In accordance with the Privacy Act (1988), all information collected by Tooth Town is treated as confidential. To protect your privacy and that of your child, Tooth Town operates in accordance with this act. We may use the information provided in the following ways:
• Disclosure to others involved in your child’s health care, including other health practitioners and hospital administration. This may occur through referral to other health practitioners.
• Disclosure to a medical defence organisation if a medico-legal matter arises.
• Clinical Teaching.
• Sending SMS appointment reminders via mobile phone using the numbers provided by you.
• Leaving voicemails identifying the caller, using the numbers provided by you.
• Sending correspondence via email using the email address provided by you.
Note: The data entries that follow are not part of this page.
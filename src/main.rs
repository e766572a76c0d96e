use std::io::Write;
use std::path::{Path, PathBuf};

use clap::{Args, CommandFactory, Parser, Subcommand};
use fieldscope::analysis::aggregator::aggregate;
use fieldscope::analysis::comparator::compare_fields;
use fieldscope::analysis::filter::{FilterCondition, filterable_fields, search_fields, select_files};
use fieldscope::analysis::merger::merge_fields;
use fieldscope::analysis::tree::build_tree;
use fieldscope::analysis_result::{AnalysisReport, FileTree};
use fieldscope::config::load_config;
use fieldscope::field::FileFieldSet;
use fieldscope::file_reader::{FileReaderOptions, read_inputs};
use fieldscope::output::OutputFormat;
use tracing::{info, warn};
use tracing_subscriber::{EnvFilter, fmt, prelude::*};

#[derive(Parser, Debug,)]
#[command(
    author,
    version,
    about = "Extracts the fields of XML documents and compares, aggregates and merges them \
             across files.",
    long_about = "
    Reduces every XML document to a flat list of fields (one per element name and nesting \
                  depth) and analyses those fields across files: which fields all files \
                  share, which are unique to one file, where the same field sits at different \
                  paths, how often each field and value occurs, and what the superset \
                  structure of all files looks like.

    Examples:
        # Compare two invoices
        fieldscope compare a.xml b.xml

        # Value statistics for every XML file under a directory, as JSON
        fieldscope aggregate invoices/ --recursive --format json

        # Merged structure of the files whose Status starts with OPEN
        fieldscope merge invoices/ --filter 'Status=OPEN*'

        # Ignore the ns: prefix when comparing
        fieldscope compare a.xml b.xml --strip-prefix ns:
    "
)]
struct Cli {
    #[command(subcommand)]
    command: Command,
}

#[derive(Subcommand, Debug,)]
enum Command {
    /// Print the extracted field records of each file
    Extract(InputArgs,),
    /// Print each file's fields as a tree
    Tree(InputArgs,),
    /// Common, unique and structurally displaced fields across files
    Compare(InputArgs,),
    /// Presence, occurrence and value statistics per field name and path
    Aggregate(InputArgs,),
    /// One merged structure with per-file presence
    Merge(InputArgs,),
    /// List the files matching the filter conditions
    Select(InputArgs,),
    /// List the field names that carry values and can be filtered on
    Fields(InputArgs,),
}

#[derive(Args, Debug, Clone,)]
struct InputArgs {
    /// XML files or directories containing XML files
    #[arg(required = true, value_name = "PATH")]
    paths: Vec<PathBuf,>,

    /// Output format
    #[arg(long, value_enum, default_value_t = OutputFormat::Text)]
    format: OutputFormat,

    /// Path to write the output to instead of stdout
    #[arg(long, value_name = "PATH")]
    output_path: Option<PathBuf,>,

    /// Descend into subdirectories
    #[arg(long)]
    recursive: bool,

    /// Literal prefix removed from every element name, e.g. "ns:"
    #[arg(long, value_name = "PREFIX")]
    strip_prefix: Option<String,>,

    /// Configuration file (defaults to .fieldscope.toml in the current directory)
    #[arg(long, value_name = "PATH")]
    config: Option<PathBuf,>,

    /// Only analyse files where FIELD has a value matching PATTERN ('*' is a wildcard)
    #[arg(long = "filter", value_name = "FIELD=PATTERN", value_parser = parse_filter)]
    filters: Vec<(String, String,),>,

    /// Match --filter patterns case-sensitively
    #[arg(long)]
    case_sensitive: bool,

    /// Keep only fields whose name or path contains TERM (extract and tree)
    #[arg(long, value_name = "TERM")]
    search: Option<String,>,
}

impl Command {
    fn inputs(&self,) -> &InputArgs {
        match self {
            Command::Extract(args,)
            | Command::Tree(args,)
            | Command::Compare(args,)
            | Command::Aggregate(args,)
            | Command::Merge(args,)
            | Command::Select(args,)
            | Command::Fields(args,) => args,
        }
    }
}

fn parse_filter(raw: &str,) -> Result<(String, String,), String,> {
    match raw.split_once('=',) {
        Some((field, pattern,),) if !field.trim().is_empty() => {
            Ok((field.trim().to_string(), pattern.to_string(),),)
        },
        _ => Err(format!("expected FIELD=PATTERN, got {raw:?}"),),
    }
}

fn write_output(
    formatted_output: &str,
    output_path: Option<&Path,>,
) -> Result<(), Box<dyn std::error::Error,>,> {
    if let Some(path,) = output_path {
        let mut file = std::fs::File::create(path,).map_err(|e| {
            Box::new(std::io::Error::new(
                std::io::ErrorKind::InvalidInput,
                format!("Failed to create output file {}: {}", path.display(), e),
            ),) as Box<dyn std::error::Error,>
        },)?;
        writeln!(file, "{}", formatted_output).map_err(|e| {
            Box::new(std::io::Error::new(
                std::io::ErrorKind::InvalidInput,
                format!("Failed to write to output file {}: {}", path.display(), e),
            ),) as Box<dyn std::error::Error,>
        },)?;
        info!("Wrote {}", path.display());
    } else {
        println!("{}", formatted_output);
    }
    Ok((),)
}

fn narrow(files: Vec<FileFieldSet,>, search: Option<&str,>,) -> Vec<FileFieldSet,> {
    match search {
        Some(term,) => files
            .into_iter()
            .map(|f| FileFieldSet::new(f.filename.clone(), search_fields(&f.fields, term,),),)
            .collect(),
        None => files,
    }
}

fn run_command(command: &Command, files: Vec<FileFieldSet,>,) -> AnalysisReport {
    let search = command.inputs().search.as_deref();
    match command {
        Command::Extract(_,) => AnalysisReport::Fields(narrow(files, search,),),
        Command::Tree(_,) => AnalysisReport::Trees(
            narrow(files, search,)
                .into_iter()
                .map(|f| FileTree {
                    filename: f.filename,
                    tree:     build_tree(f.fields,),
                },)
                .collect(),
        ),
        Command::Compare(_,) => AnalysisReport::Comparison(Box::new(compare_fields(&files,),),),
        Command::Aggregate(_,) => AnalysisReport::Aggregation(aggregate(&files,),),
        Command::Merge(_,) => AnalysisReport::Merge(merge_fields(&files,),),
        Command::Select(_,) => {
            AnalysisReport::Selection(files.into_iter().map(|f| f.filename,).collect(),)
        },
        Command::Fields(_,) => AnalysisReport::FilterableFields(filterable_fields(&files,),),
    }
}

#[tokio::main]
async fn main() -> Result<(), Box<dyn std::error::Error,>,> {
    let file_appender = tracing_appender::rolling::never(".", "fieldscope.log",);
    let (non_blocking, _guard,) = tracing_appender::non_blocking(file_appender,);

    tracing_subscriber::registry()
        .with(EnvFilter::try_from_default_env().unwrap_or_else(|_| EnvFilter::new("info",),),)
        .with(fmt::layer().with_writer(std::io::stderr,),)
        .with(fmt::layer().with_writer(non_blocking,).with_ansi(false,),)
        .init();

    if std::env::args().len() == 1 {
        Cli::command().print_help().map_err(|e| {
            Box::new(std::io::Error::new(
                std::io::ErrorKind::InvalidInput,
                format!("Error printing help: {}", e),
            ),) as Box<dyn std::error::Error,>
        },)?;
        return Ok((),);
    }

    let cli = Cli::parse();
    let args = cli.command.inputs().clone();

    let current_dir = std::env::current_dir()?;
    let config = load_config(args.config.as_deref(), &current_dir,)?;

    let mut options = FileReaderOptions::from_config(&config,);
    options.recursive |= args.recursive;
    if args.strip_prefix.is_some() {
        options.strip_prefix = args.strip_prefix.clone();
    }

    let mut conditions = config.filters.clone();
    conditions.extend(
        args.filters
            .iter()
            .map(|(field, pattern,)| FilterCondition::new(field, pattern, args.case_sensitive,),),
    );

    // Infer output format from output_path extension if --format is not explicitly set
    let determined_output_format = if args.output_path.is_some() && args.format == OutputFormat::Text
    {
        args.output_path
            .as_ref()
            .and_then(|path| OutputFormat::from_extension(path,),)
            .unwrap_or(OutputFormat::Text,)
    } else {
        args.format
    };

    let report = read_inputs(&args.paths, options,).await;
    if !report.failures.is_empty() {
        warn!(
            "{} of {} files could not be loaded",
            report.failures.len(),
            report.failures.len() + report.files.len()
        );
    }
    if report.files.is_empty() {
        if let Some((path, error,),) = report.failures.into_iter().next() {
            return Err(format!("no file could be loaded; {}: {}", path.display(), error).into(),);
        }
        warn!("no XML files found");
    }

    let selected = select_files(&report.files, &conditions,);
    if selected.len() != report.files.len() {
        info!("{} of {} files match the filters", selected.len(), report.files.len());
    }

    let result = run_command(&cli.command, selected,);
    let formatted_output = result.to_string_formatted(determined_output_format,);
    write_output(&formatted_output, args.output_path.as_deref(),)?;
    Ok((),)
}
• Administrative purposes in running our practice including debt management agencies if required.
• Utilisation of photographs and other images including x-rays for clinical teaching.
PARENT/GUARDIAN CONSENT
I have read the information above and understand the reason why my child’s information must be collected. I am also aware that Tooth Town has a privacy policy on handling patient information.
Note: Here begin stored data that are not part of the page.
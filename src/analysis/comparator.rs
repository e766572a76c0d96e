use std::collections::{BTreeMap, BTreeSet, HashSet};

use serde::{Deserialize, Serialize};
use tracing::debug;

use crate::analysis::aggregator::{AggregationResult, aggregate};
use crate::analysis::tree::{TreeNode, build_tree, document_order, into_flat};
use crate::field::{FieldRecord, FileFieldSet};

/// One of the distinct paths a field name occupies, with the files that place it there.
#[derive(Debug, Clone, PartialEq, Eq, Serialize, Deserialize,)]
pub struct PathWithFiles {
    pub path:  String,
    pub files: Vec<String,>,
}

#[derive(Debug, Clone, PartialEq, Eq, Default, Serialize, Deserialize,)]
#[serde(rename_all = "camelCase")]
pub struct FieldDifference {
    pub present_in:       Vec<String,>,
    pub absent_in:        Vec<String,>,
    /// Depth -> files that contain the field at that depth.
    pub depth_variations: BTreeMap<usize, Vec<String,>,>,
}

#[derive(Debug, Clone, PartialEq, Serialize, Deserialize,)]
#[serde(rename_all = "camelCase")]
pub struct ComparisonResult {
    /// Fields whose name occurs in every file, in hierarchical pre-order.
    pub common_fields:          Vec<FieldRecord,>,
    pub unique_fields:          BTreeMap<String, Vec<FieldRecord,>,>,
    pub field_differences:      BTreeMap<String, FieldDifference,>,
    pub structural_differences: BTreeMap<String, Vec<PathWithFiles,>,>,
    pub aggregation:            AggregationResult,
}

impl ComparisonResult {
    pub fn common_tree(&self,) -> Vec<TreeNode<FieldRecord,>,> {
        build_tree(self.common_fields.clone(),)
    }
}

/// Names present in every file. Empty for an empty set.
pub fn common_field_names(files: &[FileFieldSet],) -> BTreeSet<String,> {
    let Some((first, rest,),) = files.split_first() else {
        return BTreeSet::new();
    };
    first
        .field_names()
        .into_iter()
        .filter(|name| rest.iter().all(|f| f.has_field_name(name,),),)
        .map(str::to_string,)
        .collect()
}

fn push_unique(list: &mut Vec<String,>, value: &str,) {
    if !list.iter().any(|v| v == value,) {
        list.push(value.to_string(),);
    }
}

/// Distinct paths of `name` across `files`, when the files disagree on where it lives.
///
/// Returns `None` when the name sits at the same set of paths in every file, which is always
/// the case for a single file.
pub(crate) fn structural_variants(
    files: &[FileFieldSet],
    name: &str,
) -> Option<Vec<PathWithFiles,>,> {
    let mut variants: Vec<PathWithFiles,> = Vec::new();
    for file in files {
        for record in file.fields.iter().filter(|r| r.name == name,) {
            match variants.iter_mut().find(|v| v.path == record.path,) {
                Some(variant,) => push_unique(&mut variant.files, &file.filename,),
                None => variants.push(PathWithFiles {
                    path:  record.path.clone(),
                    files: vec![file.filename.clone()],
                },),
            }
        }
    }

    let file_count = files
        .iter()
        .map(|f| f.filename.as_str(),)
        .collect::<HashSet<_,>>()
        .len();
    let diverges = variants.len() > 1 && variants.iter().any(|v| v.files.len() < file_count,);
    diverges.then_some(variants,)
}

fn common_fields(files: &[FileFieldSet], common: &BTreeSet<String,>,) -> Vec<FieldRecord,> {
    let mut seen: HashSet<String,> = HashSet::new();
    let mut representatives = Vec::new();
    for file in files {
        for record in document_order(&file.fields,) {
            if common.contains(&record.name,) && seen.insert(record.path.clone(),) {
                representatives.push(record,);
            }
        }
    }
    into_flat(build_tree(representatives,),)
}

fn unique_fields(files: &[FileFieldSet],) -> BTreeMap<String, Vec<FieldRecord,>,> {
    let mut unique: BTreeMap<String, Vec<FieldRecord,>,> = files
        .iter()
        .map(|f| (f.filename.clone(), Vec::new(),),)
        .collect();
    if files.len() < 2 {
        return unique;
    }

    for (idx, file,) in files.iter().enumerate() {
        let others: Vec<&FileFieldSet,> = files
            .iter()
            .enumerate()
            .filter(|(other, _,)| *other != idx,)
            .map(|(_, f,)| f,)
            .collect();
        let fields: Vec<FieldRecord,> = document_order(&file.fields,)
            .into_iter()
            .filter(|r| !others.iter().any(|o| o.has_field_name(&r.name,),),)
            .collect();
        unique.entry(file.filename.clone(),).or_default().extend(fields,);
    }
    unique
}

fn field_differences(files: &[FileFieldSet],) -> BTreeMap<String, FieldDifference,> {
    let all_names: BTreeSet<&str,> = files.iter().flat_map(|f| f.field_names(),).collect();
    let mut differences = BTreeMap::new();

    for name in all_names {
        let mut difference = FieldDifference::default();
        for file in files {
            if !file.has_field_name(name,) {
                push_unique(&mut difference.absent_in, &file.filename,);
                continue;
            }
            push_unique(&mut difference.present_in, &file.filename,);
            for record in file.fields.iter().filter(|r| r.name == name,) {
                push_unique(
                    difference.depth_variations.entry(record.depth,).or_default(),
                    &file.filename,
                );
            }
        }
        if !difference.absent_in.is_empty() || difference.depth_variations.len() > 1 {
            differences.insert(name.to_string(), difference,);
        }
    }
    differences
}

/// Compares `files` field by field.
///
/// Membership is decided by field name; structural differences by path, and only for names
/// that every file contains.
pub fn compare_fields(files: &[FileFieldSet],) -> ComparisonResult {
    let common = common_field_names(files,);
    let structural_differences: BTreeMap<String, Vec<PathWithFiles,>,> = common
        .iter()
        .filter_map(|name| structural_variants(files, name,).map(|v| (name.clone(), v,),),)
        .collect();

    let result = ComparisonResult {
        common_fields: common_fields(files, &common,),
        unique_fields: unique_fields(files,),
        field_differences: field_differences(files,),
        structural_differences,
        aggregation: aggregate(files,),
    };
    debug!(
        "compared {} files: {} common fields, {} structural differences",
        files.len(),
        result.common_fields.len(),
        result.structural_differences.len()
    );
    result
}

#[cfg(test)]
mod tests {
    use super::*;
    use crate::analysis::extractor::{ExtractOptions, extract_document};

    fn file(name: &str, xml: &str,) -> FileFieldSet {
        extract_document(xml, name, ExtractOptions::default(),).unwrap()
    }

    fn paths(records: &[FieldRecord],) -> Vec<&str,> {
        records.iter().map(|r| r.path.as_str(),).collect()
    }

    #[test]
    fn test_two_file_order_example() {
        let file1 = file("File1", "<Order><Id>1</Id><Name>X</Name></Order>",);
        let file2 = file("File2", "<Order><Id>2</Id></Order>",);
        let result = compare_fields(&[file1, file2,],);

        assert_eq!(paths(&result.common_fields), vec!["Order", "Order > Id"]);
        let unique_names: Vec<&str,> =
            result.unique_fields["File1"].iter().map(|r| r.name.as_str(),).collect();
        assert_eq!(unique_names, vec!["Name"]);
        assert!(result.unique_fields["File2"].is_empty());

        let name_diff = &result.field_differences["Name"];
        assert_eq!(name_diff.present_in, vec!["File1"]);
        assert_eq!(name_diff.absent_in, vec!["File2"]);
        assert!(!result.field_differences.contains_key("Id"));
        assert!(result.structural_differences.is_empty());
        assert_eq!(result.aggregation.files_count, 2);
    }

    #[test]
    fn test_single_file_is_all_common_and_nothing_unique() {
        let a = file("A", "<Doc><Head><Title>t</Title></Head><Body><Title>u</Title></Body></Doc>",);
        let result = compare_fields(&[a.clone()],);
        let common: BTreeSet<&str,> = result.common_fields.iter().map(|r| r.name.as_str(),).collect();
        assert_eq!(common, a.field_names());
        assert!(result.unique_fields["A"].is_empty());
        assert!(result.structural_differences.is_empty());
    }

    #[test]
    fn test_common_membership_is_symmetric() {
        let a = file("A", "<R><X/><Y/><Z/></R>",);
        let b = file("B", "<R><Y/><Q><X/></Q></R>",);
        let ab: BTreeSet<String,> =
            compare_fields(&[a.clone(), b.clone()],).common_fields.into_iter().map(|r| r.name,).collect();
        let ba: BTreeSet<String,> =
            compare_fields(&[b, a],).common_fields.into_iter().map(|r| r.name,).collect();
        assert_eq!(ab, ba);
        assert!(ab.contains("X"));
        assert!(!ab.contains("Z"));
    }

    #[test]
    fn test_unique_means_absent_from_every_other_file() {
        let a = file("A", "<R><Only/><Shared/></R>",);
        let b = file("B", "<R><Shared/></R>",);
        let c = file("C", "<R><Only/></R>",);
        let result = compare_fields(&[a, b, c,],);
        assert!(result.unique_fields["A"].is_empty());
        assert!(result.unique_fields["B"].is_empty());
        assert!(result.unique_fields["C"].is_empty());
        assert_eq!(result.field_differences["Only"].absent_in, vec!["B"]);
    }

    #[test]
    fn test_structural_and_depth_differences() {
        let a = file("A", "<Doc><Name>a</Name></Doc>",);
        let b = file("B", "<Doc><Party><Name>b</Name></Party></Doc>",);
        let result = compare_fields(&[a, b,],);

        let variants = &result.structural_differences["Name"];
        assert_eq!(
            variants,
            &vec![
                PathWithFiles {
                    path:  "Doc > Name".to_string(),
                    files: vec!["A".to_string()],
                },
                PathWithFiles {
                    path:  "Doc > Party > Name".to_string(),
                    files: vec!["B".to_string()],
                },
            ]
        );
        let depths = &result.field_differences["Name"].depth_variations;
        assert_eq!(depths[&1], vec!["A"]);
        assert_eq!(depths[&2], vec!["B"]);
        let common: Vec<&str,> = paths(&result.common_fields,);
        assert_eq!(common, vec!["Doc", "Doc > Name", "Doc > Party > Name"]);
    }

    #[test]
    fn test_empty_set_returns_empty_shapes() {
        let result = compare_fields(&[],);
        assert!(result.common_fields.is_empty());
        assert!(result.unique_fields.is_empty());
        assert!(result.field_differences.is_empty());
        assert_eq!(result.aggregation.files_count, 0);
    }
}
I understand that I am not obliged to provide information requested of me, but failure to do so may compromise the quality of dental care/health care and treatment given to my child.
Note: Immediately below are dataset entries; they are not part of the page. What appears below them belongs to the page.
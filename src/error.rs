use std::path::PathBuf;

#[derive(Debug, thiserror::Error,)]
pub enum FieldScopeError {
    #[error("File not found or could not be read: {path} - {source}")]
    FileReadError {
        path:   PathBuf,
        #[source]
        source: std::io::Error,
    },
    #[error("Error parsing file {path}: {source}")]
    ParseError {
        path:   PathBuf,
        #[source]
        source: Box<dyn std::error::Error + Send + Sync,>,
    },
    #[error("Invalid configuration in {path}: {message}")]
    ConfigError { path: PathBuf, message: String, },
    #[error("Internal error: {0}")]
    InternalError(String,),
    #[error("Expected an XML file but {path} is a directory")]
    IsADirectory { path: PathBuf, },
}

impl FieldScopeError {
    /// Wraps a plain message as a parse failure of `path`.
    pub fn malformed(path: impl Into<PathBuf,>, message: impl Into<String,>,) -> Self {
        FieldScopeError::ParseError {
            path:   path.into(),
            source: Box::new(std::io::Error::new(
                std::io::ErrorKind::InvalidData,
                message.into(),
            ),),
        }
    }
}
I am aware of my rights to access information collected about my child, except in some circumstances where access might be legitimately withheld.
I understand I will be given an explanation in these circumstances. I understand that if information is to be used for any other purpose other than set out above further consent will be obtained.
I have authority to consent on behalf of my child. I consent to examination, x-rays, treatment, collection of clinical records (including clinical photographs). I consent to the handling of my child’s information by Tooth Town for the purposes set out above.
FINANCIAL
I will be responsible for any financial obligation incurred for my child’s treatment, and for incidental costs incurred and or legal fees necessary to recover the same. I understand that all accounts will be settled at the time of appointment. A minimum of 24 hours’ notice is required for any appointment changes.